Work instructions — Taking the lines below one at a time, count those with the string "index" and give the result alone.

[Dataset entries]
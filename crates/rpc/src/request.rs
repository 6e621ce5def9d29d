//! JSON-RPC request bindings

use serde::{Deserialize, Serialize};
use serde_json::Value;

/// A single provider request: a method name plus optional, method-defined
/// parameters.
///
/// Requests are immutable once constructed; the pipeline only ever reads them.
#[derive(Clone, Debug, PartialEq, Eq, Serialize, Deserialize)]
pub struct RpcRequest {
    pub method: String,
    #[serde(default, skip_serializing_if = "Option::is_none")]
    pub params: Option<Value>,
}

impl RpcRequest {
    /// Creates a new request for `method`.
    pub fn new(method: impl Into<String>, params: impl Into<Option<Value>>) -> Self {
        Self { method: method.into(), params: params.into() }
    }

    /// Returns the positional parameter at `index`, if params is an array
    /// containing one.
    pub fn param(&self, index: usize) -> Option<&Value> {
        match &self.params {
            Some(Value::Array(params)) => params.get(index),
            _ => None,
        }
    }
}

Solution to the exercise — 3